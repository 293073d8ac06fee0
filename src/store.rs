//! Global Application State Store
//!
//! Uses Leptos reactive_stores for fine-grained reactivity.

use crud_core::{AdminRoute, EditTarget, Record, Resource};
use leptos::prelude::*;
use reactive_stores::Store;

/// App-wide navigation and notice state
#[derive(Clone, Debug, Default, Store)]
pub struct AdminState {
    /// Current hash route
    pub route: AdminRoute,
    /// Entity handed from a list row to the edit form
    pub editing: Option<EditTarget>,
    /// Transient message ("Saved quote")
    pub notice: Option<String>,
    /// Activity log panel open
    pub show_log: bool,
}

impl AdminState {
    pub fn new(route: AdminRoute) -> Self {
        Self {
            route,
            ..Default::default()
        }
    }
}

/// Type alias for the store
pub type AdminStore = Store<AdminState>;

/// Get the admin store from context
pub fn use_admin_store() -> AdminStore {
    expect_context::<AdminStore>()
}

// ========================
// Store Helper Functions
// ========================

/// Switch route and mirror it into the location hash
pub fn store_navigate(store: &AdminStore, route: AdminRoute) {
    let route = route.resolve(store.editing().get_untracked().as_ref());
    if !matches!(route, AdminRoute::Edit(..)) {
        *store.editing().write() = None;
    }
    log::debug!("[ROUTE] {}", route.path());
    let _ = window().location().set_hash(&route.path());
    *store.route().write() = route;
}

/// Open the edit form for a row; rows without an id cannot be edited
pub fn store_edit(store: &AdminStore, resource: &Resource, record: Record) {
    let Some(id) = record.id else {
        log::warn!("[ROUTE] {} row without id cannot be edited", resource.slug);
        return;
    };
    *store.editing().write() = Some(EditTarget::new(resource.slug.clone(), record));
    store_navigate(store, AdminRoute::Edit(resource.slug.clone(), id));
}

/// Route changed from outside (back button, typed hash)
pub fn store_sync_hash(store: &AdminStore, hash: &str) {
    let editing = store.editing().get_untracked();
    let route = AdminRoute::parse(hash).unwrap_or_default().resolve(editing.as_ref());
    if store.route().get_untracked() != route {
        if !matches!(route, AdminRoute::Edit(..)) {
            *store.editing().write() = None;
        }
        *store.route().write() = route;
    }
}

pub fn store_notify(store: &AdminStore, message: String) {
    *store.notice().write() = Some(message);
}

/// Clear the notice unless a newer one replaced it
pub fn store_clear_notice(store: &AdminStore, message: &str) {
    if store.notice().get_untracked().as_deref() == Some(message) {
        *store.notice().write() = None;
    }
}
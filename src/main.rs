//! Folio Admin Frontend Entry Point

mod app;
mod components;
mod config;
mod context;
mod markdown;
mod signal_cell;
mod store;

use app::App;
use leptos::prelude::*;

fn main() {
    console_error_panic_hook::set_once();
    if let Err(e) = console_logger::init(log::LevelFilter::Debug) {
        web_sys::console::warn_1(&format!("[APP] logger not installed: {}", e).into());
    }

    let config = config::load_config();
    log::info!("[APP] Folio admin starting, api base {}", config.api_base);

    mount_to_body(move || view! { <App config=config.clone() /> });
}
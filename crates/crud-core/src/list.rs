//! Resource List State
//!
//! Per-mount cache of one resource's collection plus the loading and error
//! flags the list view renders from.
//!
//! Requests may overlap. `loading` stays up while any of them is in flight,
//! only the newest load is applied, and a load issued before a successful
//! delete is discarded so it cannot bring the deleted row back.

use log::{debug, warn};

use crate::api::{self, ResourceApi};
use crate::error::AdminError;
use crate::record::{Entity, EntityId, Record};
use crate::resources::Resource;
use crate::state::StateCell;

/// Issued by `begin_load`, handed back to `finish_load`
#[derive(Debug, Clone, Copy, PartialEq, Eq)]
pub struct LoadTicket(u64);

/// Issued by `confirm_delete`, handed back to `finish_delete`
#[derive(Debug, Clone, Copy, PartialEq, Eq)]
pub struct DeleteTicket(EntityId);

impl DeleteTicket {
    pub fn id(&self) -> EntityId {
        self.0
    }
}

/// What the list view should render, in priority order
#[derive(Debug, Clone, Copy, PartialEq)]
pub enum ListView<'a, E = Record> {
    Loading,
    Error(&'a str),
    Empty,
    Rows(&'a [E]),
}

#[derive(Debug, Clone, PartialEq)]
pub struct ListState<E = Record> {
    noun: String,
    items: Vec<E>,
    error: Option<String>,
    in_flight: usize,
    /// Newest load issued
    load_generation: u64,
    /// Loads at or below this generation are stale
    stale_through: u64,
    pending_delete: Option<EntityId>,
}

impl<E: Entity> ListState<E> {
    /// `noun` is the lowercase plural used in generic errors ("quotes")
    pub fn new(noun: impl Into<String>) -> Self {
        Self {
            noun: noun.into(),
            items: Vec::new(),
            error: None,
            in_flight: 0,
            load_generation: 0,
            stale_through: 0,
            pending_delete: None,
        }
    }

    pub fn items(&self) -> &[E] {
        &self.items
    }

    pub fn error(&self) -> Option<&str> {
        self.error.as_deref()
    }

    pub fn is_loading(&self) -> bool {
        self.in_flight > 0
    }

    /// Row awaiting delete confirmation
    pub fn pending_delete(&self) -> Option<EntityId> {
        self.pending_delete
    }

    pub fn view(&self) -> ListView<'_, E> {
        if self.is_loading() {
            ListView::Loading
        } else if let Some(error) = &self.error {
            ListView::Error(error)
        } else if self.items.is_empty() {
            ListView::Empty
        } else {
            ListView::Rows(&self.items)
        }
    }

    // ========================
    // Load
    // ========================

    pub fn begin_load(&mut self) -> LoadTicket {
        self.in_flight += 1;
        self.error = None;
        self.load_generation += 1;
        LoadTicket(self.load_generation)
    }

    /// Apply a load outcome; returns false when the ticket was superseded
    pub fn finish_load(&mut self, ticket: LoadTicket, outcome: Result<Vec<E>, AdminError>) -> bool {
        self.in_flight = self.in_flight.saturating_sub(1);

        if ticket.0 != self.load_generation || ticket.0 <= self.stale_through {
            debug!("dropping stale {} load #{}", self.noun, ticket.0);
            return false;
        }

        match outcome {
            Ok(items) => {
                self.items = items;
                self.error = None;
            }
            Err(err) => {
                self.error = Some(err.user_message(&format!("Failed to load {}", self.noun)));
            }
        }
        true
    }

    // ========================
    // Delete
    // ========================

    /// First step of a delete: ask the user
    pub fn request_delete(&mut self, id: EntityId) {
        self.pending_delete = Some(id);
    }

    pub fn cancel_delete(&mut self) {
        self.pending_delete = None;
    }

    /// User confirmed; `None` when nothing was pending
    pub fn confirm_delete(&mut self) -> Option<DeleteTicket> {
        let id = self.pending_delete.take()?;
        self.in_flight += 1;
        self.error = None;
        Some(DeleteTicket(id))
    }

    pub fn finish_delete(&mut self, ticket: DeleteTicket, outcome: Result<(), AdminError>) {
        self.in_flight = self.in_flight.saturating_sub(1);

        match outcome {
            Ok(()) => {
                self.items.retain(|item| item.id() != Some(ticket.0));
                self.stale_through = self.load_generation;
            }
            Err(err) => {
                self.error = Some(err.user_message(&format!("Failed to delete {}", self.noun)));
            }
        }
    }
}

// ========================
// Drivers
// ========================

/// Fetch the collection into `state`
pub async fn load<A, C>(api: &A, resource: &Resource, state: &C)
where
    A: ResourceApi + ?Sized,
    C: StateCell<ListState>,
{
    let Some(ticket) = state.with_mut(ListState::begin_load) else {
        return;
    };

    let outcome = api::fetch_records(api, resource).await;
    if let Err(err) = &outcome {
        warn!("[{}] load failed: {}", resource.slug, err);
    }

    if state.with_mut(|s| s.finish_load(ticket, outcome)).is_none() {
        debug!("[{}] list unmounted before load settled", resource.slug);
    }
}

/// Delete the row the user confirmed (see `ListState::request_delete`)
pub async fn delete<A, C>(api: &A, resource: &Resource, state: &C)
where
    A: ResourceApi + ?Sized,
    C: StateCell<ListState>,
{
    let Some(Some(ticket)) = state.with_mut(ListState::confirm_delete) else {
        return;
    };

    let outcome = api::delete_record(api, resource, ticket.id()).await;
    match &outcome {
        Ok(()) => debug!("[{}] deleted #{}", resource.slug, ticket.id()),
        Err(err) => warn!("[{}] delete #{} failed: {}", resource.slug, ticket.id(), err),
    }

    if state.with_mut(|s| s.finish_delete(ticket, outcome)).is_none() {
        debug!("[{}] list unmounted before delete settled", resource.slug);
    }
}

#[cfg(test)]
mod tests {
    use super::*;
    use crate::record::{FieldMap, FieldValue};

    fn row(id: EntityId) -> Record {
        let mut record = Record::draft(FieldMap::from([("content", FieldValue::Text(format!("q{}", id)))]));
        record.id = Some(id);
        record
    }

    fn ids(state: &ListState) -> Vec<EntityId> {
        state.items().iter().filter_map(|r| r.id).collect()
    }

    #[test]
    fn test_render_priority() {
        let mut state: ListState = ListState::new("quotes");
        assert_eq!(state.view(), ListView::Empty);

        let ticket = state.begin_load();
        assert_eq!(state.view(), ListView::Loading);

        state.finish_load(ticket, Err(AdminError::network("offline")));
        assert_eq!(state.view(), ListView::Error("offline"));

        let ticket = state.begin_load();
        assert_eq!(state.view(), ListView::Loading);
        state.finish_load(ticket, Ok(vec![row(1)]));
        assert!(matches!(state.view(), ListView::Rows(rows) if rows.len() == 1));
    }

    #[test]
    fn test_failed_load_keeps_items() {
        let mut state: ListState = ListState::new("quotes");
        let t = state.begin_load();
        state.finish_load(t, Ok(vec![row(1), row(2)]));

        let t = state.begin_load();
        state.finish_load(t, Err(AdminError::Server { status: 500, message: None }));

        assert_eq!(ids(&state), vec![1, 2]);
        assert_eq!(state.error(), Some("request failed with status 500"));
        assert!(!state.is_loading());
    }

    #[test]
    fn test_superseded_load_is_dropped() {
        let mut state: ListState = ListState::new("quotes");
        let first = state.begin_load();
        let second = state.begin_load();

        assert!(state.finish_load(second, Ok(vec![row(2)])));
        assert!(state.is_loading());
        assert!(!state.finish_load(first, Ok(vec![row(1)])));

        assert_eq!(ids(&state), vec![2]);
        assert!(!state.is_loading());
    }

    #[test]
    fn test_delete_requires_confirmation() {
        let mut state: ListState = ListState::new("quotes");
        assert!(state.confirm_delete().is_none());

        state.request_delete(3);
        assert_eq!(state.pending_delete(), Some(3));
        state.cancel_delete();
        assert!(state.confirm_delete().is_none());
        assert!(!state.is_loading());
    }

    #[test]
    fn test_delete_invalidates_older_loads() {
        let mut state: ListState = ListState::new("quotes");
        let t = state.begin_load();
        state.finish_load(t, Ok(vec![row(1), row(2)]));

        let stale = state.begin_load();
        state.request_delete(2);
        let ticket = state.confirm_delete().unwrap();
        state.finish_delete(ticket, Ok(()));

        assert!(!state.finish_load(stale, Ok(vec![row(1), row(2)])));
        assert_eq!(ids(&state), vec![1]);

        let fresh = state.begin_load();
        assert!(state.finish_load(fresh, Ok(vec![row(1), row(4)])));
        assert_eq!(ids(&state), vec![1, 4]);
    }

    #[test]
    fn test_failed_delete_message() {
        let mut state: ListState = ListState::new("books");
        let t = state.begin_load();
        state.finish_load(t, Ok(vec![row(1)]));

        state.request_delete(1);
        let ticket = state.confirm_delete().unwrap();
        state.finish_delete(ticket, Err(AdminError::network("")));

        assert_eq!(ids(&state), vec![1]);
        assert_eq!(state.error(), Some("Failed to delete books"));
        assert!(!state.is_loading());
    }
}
★ ★ ★ ★ ★ ★ ★
Everything from the line containing "assert_eq!(state.view(), ListView::Empty);" through the line containing "state.request_delete(3);" in the material above should be retyped exactly, both ends included, and nothing more.

▸ SOLUTION TO THE EXERCISE
        assert_eq!(state.view(), ListView::Empty);

        let ticket = state.begin_load();
        assert_eq!(state.view(), ListView::Loading);

        state.finish_load(ticket, Err(AdminError::network("offline")));
        assert_eq!(state.view(), ListView::Error("offline"));

        let ticket = state.begin_load();
        assert_eq!(state.view(), ListView::Loading);
        state.finish_load(ticket, Ok(vec![row(1)]));
        assert!(matches!(state.view(), ListView::Rows(rows) if rows.len() == 1));
    }

    #[test]
    fn test_failed_load_keeps_items() {
        let mut state: ListState = ListState::new("quotes");
        let t = state.begin_load();
        state.finish_load(t, Ok(vec![row(1), row(2)]));

        let t = state.begin_load();
        state.finish_load(t, Err(AdminError::Server { status: 500, message: None }));

        assert_eq!(ids(&state), vec![1, 2]);
        assert_eq!(state.error(), Some("request failed with status 500"));
        assert!(!state.is_loading());
    }

    #[test]
    fn test_superseded_load_is_dropped() {
        let mut state: ListState = ListState::new("quotes");
        let first = state.begin_load();
        let second = state.begin_load();

        assert!(state.finish_load(second, Ok(vec![row(2)])));
        assert!(state.is_loading());
        assert!(!state.finish_load(first, Ok(vec![row(1)])));

        assert_eq!(ids(&state), vec![2]);
        assert!(!state.is_loading());
    }

    #[test]
    fn test_delete_requires_confirmation() {
        let mut state: ListState = ListState::new("quotes");
        assert!(state.confirm_delete().is_none());

        state.request_delete(3);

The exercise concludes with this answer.